Deb, my first PEG, installed by a Gastro-Doc, worked fine -- It was the second PEG, installed by a Radiologist at UWMC, that was so poor.
The 'rules' are just guidelines and do not come with a certificate of guaranty!
There are a number of radiation options so don't rule that out. I had radiation 2nd time, and Jim has had the radiation seed implants which might be an option. Your donor site for the graft will likely be the front of your thigh. Mine healed very well and a year post graft it is a discoloured that people would look at and wonder what happened - but no horrid winding road scars (ya gotta look good in shorts eh?)
I know what you mean about having it identified. There is a sense of "relief" that it has been caught - obviously early - and that you weren't just going crazy. There is something about identifying the problem and taking action that is calming.
You will do great through this. As Tom R. will tell you - lots of new options and the other day someone posted something about a "cyberknife". I don't know what that is, but I know when I was diagnosed last time the lazer doctor was in on the consultation as lazer surgery was being considered.
Sounds like things are moving at a good speed and catching it early is so important. We're here for you.
Donna
Hi Pete,
What devastating news..what a bummer !!!!
So sorry to hear that you have another SCC.
You mention maybe a tissue graft which is planned for me on the section between tongue and flap on the 29th January.
The donor site will be from the inside of my cheek (mouth :-) on the other side.
Will be in touch when I am not at work as I am at the moment.
Gabriele
Pete:
Im very sorry to hear your results werent good. On the positive note, you have beat it before and can do it again. This time aroudn you know what to expect and how your body will react to treatment. Ive done it twice myself, so know its never easy. Hoping you have an easy time of it.
I checked with a Gastro-Doc and he has fairly open schedule, so I should be able to get a good PEG this time around!
Decided I will make up wrist tags for my brachycardia (so they will set the pulse alarm thresholds low enough that I can go to sleep) and my enlarged prostate (So the Pee Police will not be on my case so quickly) and of course, I will put in the ear plugs before surgery so they will be in for the noisy ICU!
Now all I need is a surgery plan and date.
Atta boy....you got control and I will be keeping an eye out for your posts...We are all by your side...Sounds like you got all the soldiers ready!!!
"No plan survives initial contact with the enemy", so the ability to adapt is a good thing to have!
S#!T Pete - so sorry to hear that you have to deal with this again.
Karen
Glad to hear your making battle plans. You are fortunate to get in easily for the Gastro surgeon. Mine has a 2 month wait for even a consult. I would gladly give you my PEG, it has served me well.
Just hoping I won't need another trach! The PEGs are not a big deal, but the trach is.
Pete,
Rotten news.

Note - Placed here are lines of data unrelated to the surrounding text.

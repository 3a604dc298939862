pub mod tweet;
pub mod user;

pub use tweet::{NewTweet, Tweet, UserTweets};
pub use user::{NewUser, User};
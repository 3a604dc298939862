use std::sync::atomic::{AtomicBool, Ordering};
use std::sync::Arc;

use async_trait::async_trait;
use chrono::Utc;
use tokio::sync::RwLock;

use crate::database::models::{NewTweet, NewUser, Tweet, User};
use crate::database::object_id::ObjectId;
use crate::database::store::{StoreError, TweetStore, UserStore};

/// In-process store backing `serve --in-memory` and the test suites.
/// Records live in insertion order.
#[derive(Clone, Default)]
pub struct MemoryStore {
    tweets: Arc<RwLock<Vec<Tweet>>>,
    users: Arc<RwLock<Vec<User>>>,
    offline: Arc<AtomicBool>,
}

impl MemoryStore {
    pub fn new() -> Self {
        Self::default()
    }

    /// While offline every call fails with `StoreError::Unavailable`.
    #[cfg(test)]
    pub fn set_offline(&self, offline: bool) {
        self.offline.store(offline, Ordering::SeqCst);
    }

    fn check_online(&self) -> Result<(), StoreError> {
        if self.offline.load(Ordering::SeqCst) {
            return Err(StoreError::Unavailable("memory store is offline".to_string()));
        }
        Ok(())
    }
}

#[async_trait]
impl TweetStore for MemoryStore {
    async fn create(&self, tweet: NewTweet) -> Result<Option<Tweet>, StoreError> {
        self.check_online()?;
        let tweet = tweet.into_tweet();
        self.tweets.write().await.push(tweet.clone());
        Ok(Some(tweet))
    }

    async fn find_by_id(&self, id: &ObjectId) -> Result<Option<Tweet>, StoreError> {
        self.check_online()?;
        let tweets = self.tweets.read().await;
        Ok(tweets.iter().find(|t| &t.id == id).cloned())
    }

    async fn contents_by_owner(&self, owner: &ObjectId) -> Result<Vec<String>, StoreError> {
        self.check_online()?;
        let tweets = self.tweets.read().await;
        Ok(tweets
            .iter()
            .filter(|t| &t.owner == owner)
            .map(|t| t.content.clone())
            .collect())
    }

    async fn update_content(
        &self,
        id: &ObjectId,
        owner: &ObjectId,
        content: &str,
    ) -> Result<Option<Tweet>, StoreError> {
        self.check_online()?;
        let mut tweets = self.tweets.write().await;
        let Some(tweet) = tweets.iter_mut().find(|t| &t.id == id && &t.owner == owner) else {
            return Ok(None);
        };
        tweet.content = content.to_string();
        tweet.updated_at = Utc::now();
        Ok(Some(tweet.clone()))
    }

    async fn delete(&self, id: &ObjectId, owner: &ObjectId) -> Result<Option<Tweet>, StoreError> {
        self.check_online()?;
        let mut tweets = self.tweets.write().await;
        match tweets.iter().position(|t| &t.id == id && &t.owner == owner) {
            Some(idx) => Ok(Some(tweets.remove(idx))),
            None => Ok(None),
        }
    }

    async fn ping(&self) -> Result<(), StoreError> {
        self.check_online()
    }
}

#[async_trait]
impl UserStore for MemoryStore {
    async fn create(&self, user: NewUser) -> Result<Option<User>, StoreError> {
        self.check_online()?;
        let mut users = self.users.write().await;
        if users
            .iter()
            .any(|u| u.username == user.username || u.email == user.email)
        {
            return Err(StoreError::Duplicate(user.username));
        }
        let user = user.into_user();
        users.push(user.clone());
        Ok(Some(user))
    }

    async fn find_by_id(&self, id: &ObjectId) -> Result<Option<User>, StoreError> {
        self.check_online()?;
        let users = self.users.read().await;
        Ok(users.iter().find(|u| &u.id == id).cloned())
    }

    async fn find_by_username_or_email(
        &self,
        username: Option<&str>,
        email: Option<&str>,
    ) -> Result<Option<User>, StoreError> {
        self.check_online()?;
        let username = username.map(str::to_lowercase);
        let email = email.map(str::to_lowercase);
        let users = self.users.read().await;
        Ok(users
            .iter()
            .find(|u| {
                username.as_deref() == Some(u.username.as_str())
                    || email.as_deref() == Some(u.email.as_str())
            })
            .cloned())
    }

    async fn set_refresh_token(
        &self,
        id: &ObjectId,
        token_hash: Option<&str>,
    ) -> Result<Option<User>, StoreError> {
        self.check_online()?;
        let mut users = self.users.write().await;
        let Some(user) = users.iter_mut().find(|u| &u.id == id) else {
            return Ok(None);
        };
        user.refresh_token = token_hash.map(str::to_string);
        user.updated_at = Utc::now();
        Ok(Some(user.clone()))
    }
}
use axum::extract::State;
use chrono::Utc;
use serde_json::{json, Value};

use crate::app::AppState;
use crate::error::ApiError;
use crate::middleware::{ApiResponse, ApiResult};

/// GET / - Service banner and route map
pub async fn root() -> ApiResult<Value> {
    let version = env!("CARGO_PKG_VERSION");

    Ok(ApiResponse::success(
        json!({
            "name": "Tweet API",
            "version": version,
            "endpoints": {
                "users": "/users/register, /users/login, /users/access-refresh (public); /users/logout, /users/current-user (protected)",
                "tweets": "/tweets/user/:userId (public); /tweets, /tweets/:tweetId (protected)",
                "health": "/health (public)",
            }
        }),
        "Tweet API is running",
    ))
}

/// GET /health - Liveness plus a store round-trip
pub async fn health(State(state): State<AppState>) -> ApiResult<Value> {
    let now = Utc::now();

    match state.tweets.ping().await {
        Ok(()) => Ok(ApiResponse::success(
            json!({
                "status": "ok",
                "timestamp": now,
                "database": "ok"
            }),
            "Healthy",
        )),
        Err(e) => {
            tracing::warn!("Health check failed: {}", e);
            Err(ApiError::service_unavailable("database unavailable"))
        }
    }
}
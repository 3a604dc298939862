use axum::{
    http::StatusCode,
    response::{IntoResponse, Json, Response},
};
use serde::Serialize;
use serde_json::json;

/// Success envelope: `{statusCode, data, message, success}`.
///
/// The HTTP status and the envelope's `statusCode` are tracked separately;
/// creation routes answer HTTP 201 while still reporting 200 in the body.
#[derive(Debug)]
pub struct ApiResponse<T: Serialize> {
    pub data: T,
    pub message: String,
    pub status_code: StatusCode,
    pub envelope_code: u16,
}

impl<T: Serialize> ApiResponse<T> {
    /// 200 OK
    pub fn success(data: T, message: impl Into<String>) -> Self {
        Self {
            data,
            message: message.into(),
            status_code: StatusCode::OK,
            envelope_code: 200,
        }
    }

    /// HTTP 201 Created, envelope 200
    pub fn created(data: T, message: impl Into<String>) -> Self {
        Self {
            status_code: StatusCode::CREATED,
            ..Self::success(data, message)
        }
    }

    pub fn success_flag(&self) -> bool {
        self.envelope_code < 400
    }
}

impl<T: Serialize> IntoResponse for ApiResponse<T> {
    fn into_response(self) -> Response {
        let data_value = match serde_json::to_value(&self.data) {
            Ok(value) => value,
            Err(e) => {
                tracing::error!("Failed to serialize response data: {}", e);
                return (
                    StatusCode::INTERNAL_SERVER_ERROR,
                    Json(json!({
                        "statusCode": 500,
                        "message": "Failed to serialize response data",
                        "success": false
                    })),
                )
                    .into_response();
            }
        };

        let envelope = json!({
            "statusCode": self.envelope_code,
            "data": data_value,
            "message": self.message,
            "success": self.success_flag()
        });

        (self.status_code, Json(envelope)).into_response()
    }
}

pub type ApiResult<T> = Result<ApiResponse<T>, crate::error::ApiError>;

#[cfg(test)]
mod tests {
    use super::*;

    #[test]
    fn created_keeps_envelope_code_at_200() {
        let res = ApiResponse::created(json!({"a": 1}), "made");
        assert_eq!(res.status_code, StatusCode::CREATED);
        assert_eq!(res.envelope_code, 200);
        assert!(res.success_flag());
    }

    #[test]
    fn into_response_uses_http_status() {
        let res = ApiResponse::created(json!({}), "made").into_response();
        assert_eq!(res.status(), StatusCode::CREATED);
        let res = ApiResponse::success(Vec::<String>::new(), "ok").into_response();
        assert_eq!(res.status(), StatusCode::OK);
    }
}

PEG, trach, whatever it takes just get rid of the monster.
I just got a call (after 7pm) from Dr Haakenslash -- As expected, the tumor board agrees, and so do I, with the surgery -- It will be both from my mouth and through the side of my throat -- Tissue graft donor site will be my thigh -- Because it will affect my swallowing, I will need a PEG for the foreseeable future and a trach for the short term -- More tomorrow about when after he and his scheduler consult.
Whoo hoo..........I won the graft site prediction lottery! I too was freaked about getting a trach again, but truth is you get through what you have to. At least the 2nd time you know what to expect. Remember you can get through anything.

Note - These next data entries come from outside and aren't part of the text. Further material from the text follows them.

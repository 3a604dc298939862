use axum::{
    extract::State,
    http::HeaderMap,
    response::{IntoResponse, Json},
};
use serde::Deserialize;

use crate::app::AppState;
use crate::database::models::User;
use crate::error::ApiError;
use crate::handlers::cookies::{self, REFRESH_COOKIE};
use crate::middleware::auth::cookie_value;
use crate::middleware::{ApiResponse, ApiResult};
use crate::services::{LoginInput, RegisterInput};

#[derive(Debug, Default, Deserialize)]
#[serde(rename_all = "camelCase")]
pub struct RegisterRequest {
    pub full_name: Option<String>,
    pub email: Option<String>,
    pub username: Option<String>,
    pub password: Option<String>,
}

#[derive(Debug, Default, Deserialize)]
pub struct LoginRequest {
    pub username: Option<String>,
    pub email: Option<String>,
    pub password: Option<String>,
}

#[derive(Debug, Default, Deserialize)]
#[serde(rename_all = "camelCase")]
pub struct RefreshRequest {
    pub refresh_token: Option<String>,
}

/// POST /users/register - Create an account
///
/// ```json
/// { "fullName": "string", "email": "string", "username": "string", "password": "string" }
/// ```
pub async fn register(
    State(state): State<AppState>,
    payload: Option<Json<RegisterRequest>>,
) -> ApiResult<User> {
    let body = payload.map(|Json(body)| body).unwrap_or_default();

    let user = state
        .users
        .register(RegisterInput {
            full_name: body.full_name,
            email: body.email,
            username: body.username,
            password: body.password,
        })
        .await?;

    Ok(ApiResponse::created(user, "User registered successfully."))
}

/// POST /users/login - Exchange credentials for an access/refresh token pair
///
/// Either `username` or `email` identifies the account. Tokens are returned
/// in the body and as http-only cookies.
pub async fn login(
    State(state): State<AppState>,
    payload: Option<Json<LoginRequest>>,
) -> Result<impl IntoResponse, ApiError> {
    let body = payload.map(|Json(body)| body).unwrap_or_default();

    let outcome = state
        .users
        .login(LoginInput {
            username: body.username,
            email: body.email,
            password: body.password,
        })
        .await?;

    tracing::info!("User {} logged in", outcome.user.username);
    let cookies = cookies::set_session(&outcome.access_token, &outcome.refresh_token);
    Ok((cookies, ApiResponse::success(outcome, "User logged in successfully.")))
}

/// POST /users/access-refresh - Rotate the token pair
///
/// The refresh token is read from the body, falling back to the
/// `refreshToken` cookie.
pub async fn refresh_access_token(
    State(state): State<AppState>,
    headers: HeaderMap,
    payload: Option<Json<RefreshRequest>>,
) -> Result<impl IntoResponse, ApiError> {
    let body = payload.map(|Json(body)| body).unwrap_or_default();
    let token = body
        .refresh_token
        .or_else(|| cookie_value(&headers, REFRESH_COOKIE));

    let tokens = state.users.refresh(token.as_deref()).await?;

    let cookies = cookies::set_session(&tokens.access_token, &tokens.refresh_token);
    Ok((cookies, ApiResponse::success(tokens, "Access token refreshed.")))
}
use async_trait::async_trait;
use sqlx::PgPool;

use crate::database::models::tweet::TweetRow;
use crate::database::models::user::UserRow;
use crate::database::models::{NewTweet, NewUser, Tweet, User};
use crate::database::object_id::ObjectId;
use crate::database::store::{StoreError, TweetStore, UserStore};

const TWEET_COLUMNS: &str = "id, content, owner, created_at, updated_at";
const USER_COLUMNS: &str =
    "id, username, email, full_name, password, refresh_token, created_at, updated_at";

/// sqlx-backed store over the `tweets` and `users` tables
#[derive(Clone)]
pub struct PgStore {
    pool: PgPool,
}

impl PgStore {
    pub fn new(pool: PgPool) -> Self {
        Self { pool }
    }
}

fn tweet_from_row(row: Option<TweetRow>) -> Result<Option<Tweet>, StoreError> {
    row.map(Tweet::try_from).transpose().map_err(StoreError::from)
}

fn user_from_row(row: Option<UserRow>) -> Result<Option<User>, StoreError> {
    row.map(User::try_from).transpose().map_err(StoreError::from)
}

fn map_unique_violation(err: sqlx::Error, what: &str) -> StoreError {
    match err.as_database_error() {
        Some(db_err) if db_err.is_unique_violation() => StoreError::Duplicate(what.to_string()),
        _ => StoreError::Sqlx(err),
    }
}

#[async_trait]
impl TweetStore for PgStore {
    async fn create(&self, tweet: NewTweet) -> Result<Option<Tweet>, StoreError> {
        let tweet = tweet.into_tweet();
        let sql = format!(
            "INSERT INTO tweets ({TWEET_COLUMNS}) VALUES ($1, $2, $3, $4, $5) RETURNING {TWEET_COLUMNS}"
        );
        let row = sqlx::query_as::<_, TweetRow>(&sql)
            .bind(tweet.id.to_hex())
            .bind(&tweet.content)
            .bind(tweet.owner.to_hex())
            .bind(tweet.created_at)
            .bind(tweet.updated_at)
            .fetch_optional(&self.pool)
            .await?;
        tweet_from_row(row)
    }

    async fn find_by_id(&self, id: &ObjectId) -> Result<Option<Tweet>, StoreError> {
        let sql = format!("SELECT {TWEET_COLUMNS} FROM tweets WHERE id = $1");
        let row = sqlx::query_as::<_, TweetRow>(&sql)
            .bind(id.to_hex())
            .fetch_optional(&self.pool)
            .await?;
        tweet_from_row(row)
    }

    async fn contents_by_owner(&self, owner: &ObjectId) -> Result<Vec<String>, StoreError> {
        let contents = sqlx::query_scalar::<_, String>(
            "SELECT content FROM tweets WHERE owner = $1 ORDER BY seq",
        )
        .bind(owner.to_hex())
        .fetch_all(&self.pool)
        .await?;
        Ok(contents)
    }

    async fn update_content(
        &self,
        id: &ObjectId,
        owner: &ObjectId,
        content: &str,
    ) -> Result<Option<Tweet>, StoreError> {
        let sql = format!(
            "UPDATE tweets SET content = $3, updated_at = NOW() \
             WHERE id = $1 AND owner = $2 RETURNING {TWEET_COLUMNS}"
        );
        let row = sqlx::query_as::<_, TweetRow>(&sql)
            .bind(id.to_hex())
            .bind(owner.to_hex())
            .bind(content)
            .fetch_optional(&self.pool)
            .await?;
        tweet_from_row(row)
    }

    async fn delete(&self, id: &ObjectId, owner: &ObjectId) -> Result<Option<Tweet>, StoreError> {
        let sql = format!(
            "DELETE FROM tweets WHERE id = $1 AND owner = $2 RETURNING {TWEET_COLUMNS}"
        );
        let row = sqlx::query_as::<_, TweetRow>(&sql)
            .bind(id.to_hex())
            .bind(owner.to_hex())
            .fetch_optional(&self.pool)
            .await?;
        tweet_from_row(row)
    }

    async fn ping(&self) -> Result<(), StoreError> {
        sqlx::query("SELECT 1").execute(&self.pool).await?;
        Ok(())
    }
}

#[async_trait]
impl UserStore for PgStore {
    async fn create(&self, user: NewUser) -> Result<Option<User>, StoreError> {
        let user = user.into_user();
        let sql = format!(
            "INSERT INTO users ({USER_COLUMNS}) VALUES ($1, $2, $3, $4, $5, $6, $7, $8) \
             RETURNING {USER_COLUMNS}"
        );
        let row = sqlx::query_as::<_, UserRow>(&sql)
            .bind(user.id.to_hex())
            .bind(&user.username)
            .bind(&user.email)
            .bind(&user.full_name)
            .bind(&user.password)
            .bind(&user.refresh_token)
            .bind(user.created_at)
            .bind(user.updated_at)
            .fetch_optional(&self.pool)
            .await
            .map_err(|e| map_unique_violation(e, &user.username))?;
        user_from_row(row)
    }

    async fn find_by_id(&self, id: &ObjectId) -> Result<Option<User>, StoreError> {
        let sql = format!("SELECT {USER_COLUMNS} FROM users WHERE id = $1");
        let row = sqlx::query_as::<_, UserRow>(&sql)
            .bind(id.to_hex())
            .fetch_optional(&self.pool)
            .await?;
        user_from_row(row)
    }

    async fn find_by_username_or_email(
        &self,
        username: Option<&str>,
        email: Option<&str>,
    ) -> Result<Option<User>, StoreError> {
        // NULL binds never match, so an absent field simply drops out
        let sql = format!(
            "SELECT {USER_COLUMNS} FROM users WHERE username = $1 OR email = $2 LIMIT 1"
        );
        let row = sqlx::query_as::<_, UserRow>(&sql)
            .bind(username.map(str::to_lowercase))
            .bind(email.map(str::to_lowercase))
            .fetch_optional(&self.pool)
            .await?;
        user_from_row(row)
    }

    async fn set_refresh_token(
        &self,
        id: &ObjectId,
        token_hash: Option<&str>,
    ) -> Result<Option<User>, StoreError> {
        let sql = format!(
            "UPDATE users SET refresh_token = $2, updated_at = NOW() WHERE id = $1 \
             RETURNING {USER_COLUMNS}"
        );
        let row = sqlx::query_as::<_, UserRow>(&sql)
            .bind(id.to_hex())
            .bind(token_hash)
            .fetch_optional(&self.pool)
            .await?;
        user_from_row(row)
    }
}
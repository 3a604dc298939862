use anyhow::Context;

use crate::config::AppConfig;
use crate::database::DatabaseManager;

pub async fn handle(config: AppConfig) -> anyhow::Result<()> {
    let pool = DatabaseManager::connect(&config.database)
        .await
        .context("failed to connect to database")?;
    DatabaseManager::migrate(&pool).await?;
    pool.close().await;
    Ok(())
}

I was surprised at how they do a graft. It was almost as if they took off a layer of sod in a very precice rectangle, then they just covered it with a guaze type thing and let it heal in the open air. As the wound heals and the scab is removed, the gauze comes with it. Hope my description doesn't gross anyone out but it really wasn't gross to me.
Let us know surgery date. In the meantime - Hugs.
Donna
Hey Pete, sorry to hear you have more surgery to go through, but you are in excellent hands with Dr. Futran. I have been impressed with how you have managed things thus far - with humor and strength - a great combination that will surely serve you well with this next round. Let me know if you'd be up for a visit at UW; I'd enjoy meeting you in person.
Take care,
-Tricia
Tricia that is an amazing offer...It means a lot from the side of the visitees. I had someone I met here on the forum come to see me when I was in the hospital and whose husband had the same doctor as me. I know it was extremely difficult for her to do but it meant the world to me. I am always amazed at how technology can bring people together. Pete you are lucky indeed. I know you have trouble with the trach, it is a nasty thing but you can do it. Hope you are doing ok. My thoughts are with you my friend and I keep sending you huge hugs!!!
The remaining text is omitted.